Les membres siamois de la Commission doit aussi avoir vu l'avis apparaissant dans le haut gauche de la feuille de carte à l'effet que le travail sur le terrain ont été menées par les capitaines et Oum Kerler. Ils auraient su, car ils étaient présents à la réunion de la Commission tenue le 2 Décembre 1906, que le capitaine Oum avait alors été chargé d'effectuer l'enquête sur le secteur Est de la Dangrek, couvrant de Preah Vihear, et qu'il était de quitter le lendemain pour entreprendre cette tâche. Ils n'ont rien dit - que ce soit là ou plus tard - pour suggérer que la carte ne représente pas le résultat des travaux de délimitation, ou qu'il était de toute façon inexacte.

 

Que les autorités siamoises par leur conduite a accusé réception, et a reconnu le caractère de ces cartes, et ce qu'elles étaient censées représenter, est montré par l'action de la ministre de l'Intérieur, le prince Damrong, en remerciant le ministre français à Bangkok pour les cartes, et en lui demandant une autre quinze exemplaires de chacun d'eux pour la transmission aux gouverneurs de province siamois.

 

Une autre preuve est fournie par la procédure de la Commission ultérieure de transcription qui s'est réuni à Bangkok en Mars de l'année suivante, 1909, et pendant quelques mois.
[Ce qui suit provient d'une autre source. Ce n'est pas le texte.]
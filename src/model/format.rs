//! Sparse format records.
//!
//! Every format is a struct whose fields are all `Option<T>`: an absent key
//! means "not specified here", which is different from any concrete value.
//! The `format_record!` macro generates the record, a key enum, and the
//! merge / compare helpers shared by the merge engine and the format-state
//! reducer.

macro_rules! format_record {
    (
        $(#[$meta:meta])*
        pub struct $name:ident / $key:ident {
            $(
                $(#[$field_meta:meta])*
                $field:ident : $ty:ty => $variant:ident
            ),* $(,)?
        }
    ) => {
        $(#[$meta])*
        #[derive(Clone, Debug, Default, PartialEq)]
        pub struct $name {
            $(
                $(#[$field_meta])*
                pub $field: Option<$ty>,
            )*
        }

        #[derive(Clone, Copy, Debug, PartialEq, Eq, Hash)]
        pub enum $key {
            $($variant,)*
        }

        impl $name {
            pub const KEYS: &'static [$key] = &[$($key::$variant,)*];

            /// Copies every key set on `other` into `self`. Keys of `other`
            /// win; keys only present on `self` are kept.
            pub fn merge_from(&mut self, other: &Self) {
                $(
                    if other.$field.is_some() {
                        self.$field = other.$field.clone();
                    }
                )*
            }

            /// Returns `self` overlaid with `other`.
            pub fn merged(&self, other: &Self) -> Self {
                let mut result = self.clone();
                result.merge_from(other);
                result
            }

            pub fn has(&self, key: $key) -> bool {
                match key {
                    $($key::$variant => self.$field.is_some(),)*
                }
            }

            pub fn remove(&mut self, key: $key) {
                match key {
                    $($key::$variant => self.$field = None,)*
                }
            }

            /// Copies a single key from `other`, including absence.
            pub fn copy_key(&mut self, other: &Self, key: $key) {
                match key {
                    $($key::$variant => self.$field = other.$field.clone(),)*
                }
            }

            pub fn key_equals(&self, other: &Self, key: $key) -> bool {
                match key {
                    $($key::$variant => self.$field == other.$field,)*
                }
            }

            /// Per-key equality over `keys` only.
            pub fn equals_under(&self, other: &Self, keys: &[$key]) -> bool {
                keys.iter().all(|key| self.key_equals(other, *key))
            }

            /// True when every key set on `other` has the same value here.
            pub fn contains(&self, other: &Self) -> bool {
                Self::KEYS
                    .iter()
                    .filter(|key| other.has(**key))
                    .all(|key| self.key_equals(other, *key))
            }

            pub fn keys(&self) -> Vec<$key> {
                Self::KEYS.iter().copied().filter(|key| self.has(*key)).collect()
            }

            /// Keeps only the keys listed in `keys`.
            pub fn retain(&mut self, keys: &[$key]) {
                for key in Self::KEYS {
                    if !keys.contains(key) {
                        self.remove(*key);
                    }
                }
            }

            pub fn is_empty(&self) -> bool {
                true $(&& self.$field.is_none())*
            }
        }
    };
}

format_record! {
    /// Character level formatting carried by segments, markers, links and
    /// paragraph ambient formats.
    pub struct SegmentFormat / SegmentFormatKey {
        font_family: String => FontFamily,
        font_size: String => FontSize,
        font_weight: String => FontWeight,
        italic: bool => Italic,
        underline: bool => Underline,
        strikethrough: bool => Strikethrough,
        /// `"super"`, `"sub"` or a space separated sequence of both.
        super_or_sub_script_sequence: String => SuperOrSubScriptSequence,
        text_color: String => TextColor,
        background_color: String => BackgroundColor,
        letter_spacing: String => LetterSpacing,
        line_height: String => LineHeight,
    }
}

format_record! {
    /// Paragraph, container and row formatting.
    pub struct BlockFormat / BlockFormatKey {
        background_color: String => BackgroundColor,
        direction: String => Direction,
        text_align: String => TextAlign,
        white_space: String => WhiteSpace,
        line_height: String => LineHeight,
        text_indent: String => TextIndent,
        margin_top: String => MarginTop,
        margin_right: String => MarginRight,
        margin_bottom: String => MarginBottom,
        margin_left: String => MarginLeft,
        padding_top: String => PaddingTop,
        padding_right: String => PaddingRight,
        padding_bottom: String => PaddingBottom,
        padding_left: String => PaddingLeft,
        border_top: String => BorderTop,
        border_right: String => BorderRight,
        border_bottom: String => BorderBottom,
        border_left: String => BorderLeft,
    }
}

format_record! {
    pub struct TableFormat / TableFormatKey {
        background_color: String => BackgroundColor,
        border_collapse: bool => BorderCollapse,
        use_border_box: bool => UseBorderBox,
        width: String => Width,
        table_layout: String => TableLayout,
        direction: String => Direction,
        text_align: String => TextAlign,
        margin_top: String => MarginTop,
        margin_bottom: String => MarginBottom,
        border_top: String => BorderTop,
        border_right: String => BorderRight,
        border_bottom: String => BorderBottom,
        border_left: String => BorderLeft,
    }
}

format_record! {
    pub struct TableCellFormat / TableCellFormatKey {
        background_color: String => BackgroundColor,
        text_color: String => TextColor,
        text_align: String => TextAlign,
        vertical_align: String => VerticalAlign,
        direction: String => Direction,
        width: String => Width,
        height: String => Height,
        use_border_box: bool => UseBorderBox,
        padding_top: String => PaddingTop,
        padding_right: String => PaddingRight,
        padding_bottom: String => PaddingBottom,
        padding_left: String => PaddingLeft,
        border_top: String => BorderTop,
        border_right: String => BorderRight,
        border_bottom: String => BorderBottom,
        border_left: String => BorderLeft,
    }
}

format_record! {
    pub struct ListLevelFormat / ListLevelFormatKey {
        list_style_type: String => ListStyleType,
        start_number: u32 => StartNumber,
        direction: String => Direction,
        text_align: String => TextAlign,
        margin_left: String => MarginLeft,
        padding_left: String => PaddingLeft,
    }
}

format_record! {
    /// Box formatting specific to images. Character formatting of an image
    /// lives on its segment.
    pub struct ImageFormat / ImageFormatKey {
        width: String => Width,
        height: String => Height,
        max_width: String => MaxWidth,
        border_top: String => BorderTop,
        border_right: String => BorderRight,
        border_bottom: String => BorderBottom,
        border_left: String => BorderLeft,
        border_radius: String => BorderRadius,
        box_shadow: String => BoxShadow,
        vertical_align: String => VerticalAlign,
    }
}

impl SegmentFormat {
    pub fn bold() -> Self {
        Self {
            font_weight: Some("bold".to_string()),
            ..Self::default()
        }
    }

    /// `font-weight: bold` or any numeric weight of 600 and above.
    pub fn is_bold(&self) -> bool {
        self.font_weight.as_deref().is_some_and(is_bold_weight)
    }
}

pub fn is_bold_weight(weight: &str) -> bool {
    match weight {
        "bold" | "bolder" => true,
        other => other.parse::<u32>().is_ok_and(|value| value >= 600),
    }
}

#[cfg(test)]
mod tests {
    use super::*;

    #[test]
    fn merge_from_prefers_incoming_keys() {
        let mut target = SegmentFormat {
            font_family: Some("Arial".to_string()),
            text_color: Some("red".to_string()),
            ..SegmentFormat::default()
        };
        let source = SegmentFormat {
            text_color: Some("blue".to_string()),
            italic: Some(true),
            ..SegmentFormat::default()
        };

        target.merge_from(&source);

        assert_eq!(target.font_family.as_deref(), Some("Arial"));
        assert_eq!(target.text_color.as_deref(), Some("blue"));
        assert_eq!(target.italic, Some(true));
    }

    #[test]
    fn equals_under_ignores_keys_outside_the_subset() {
        let a = SegmentFormat {
            font_size: Some("12pt".to_string()),
            text_color: Some("red".to_string()),
            ..SegmentFormat::default()
        };
        let b = SegmentFormat {
            font_size: Some("12pt".to_string()),
            text_color: Some("green".to_string()),
            ..SegmentFormat::default()
        };

        assert!(a.equals_under(&b, &[SegmentFormatKey::FontSize]));
        assert!(!a.equals_under(&b, &[SegmentFormatKey::FontSize, SegmentFormatKey::TextColor]));
    }

    #[test]
    fn contains_checks_only_keys_present_on_the_other_side() {
        let full = SegmentFormat {
            font_weight: Some("bold".to_string()),
            underline: Some(true),
            ..SegmentFormat::default()
        };

        assert!(full.contains(&SegmentFormat::bold()));
        assert!(full.contains(&SegmentFormat::default()));
        assert!(!SegmentFormat::bold().contains(&full));
    }

    #[test]
    fn retain_and_keys() {
        let mut format = SegmentFormat {
            font_weight: Some("700".to_string()),
            italic: Some(true),
            background_color: Some("yellow".to_string()),
            ..SegmentFormat::default()
        };

        format.retain(&[SegmentFormatKey::FontWeight, SegmentFormatKey::Italic]);

        assert_eq!(
            format.keys(),
            vec![SegmentFormatKey::FontWeight, SegmentFormatKey::Italic]
        );
        assert!(format.is_bold());
        format.remove(SegmentFormatKey::FontWeight);
        format.remove(SegmentFormatKey::Italic);
        assert!(format.is_empty());
    }
}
Ce fut un mixte franco-siamoise Commission a mis en place par les parties dans le but de faire un service siamoise géographique officielle a commencé, par une consolidation de tous les travaux des deux commissions mixtes de 1904 et 1907. Un premier objectif était de convertir les cartes existantes dans l'atlas sous forme maniable, et de donner les termes français et siamois, utilisé dans les leurs équivalents appropriés dans les autres langues. Aucune suggestion que l'annexe 1 carte ou de la ligne était inacceptable a été faite dans le cours des travaux de cette Commission.

 

Elle a été revendiquée au nom de la Thaïlande que les cartes reçues de Paris n'ont été observées que par les officiels mineurs qui n'avait aucune expertise en matière de cartographie, et saura rien sur le temple de Preah Vihear. En effet, il a été suggéré pendant la procédure orale que personne au Siam à l'époque ne savait rien au sujet du Temple ou serait inquiétant à ce sujet.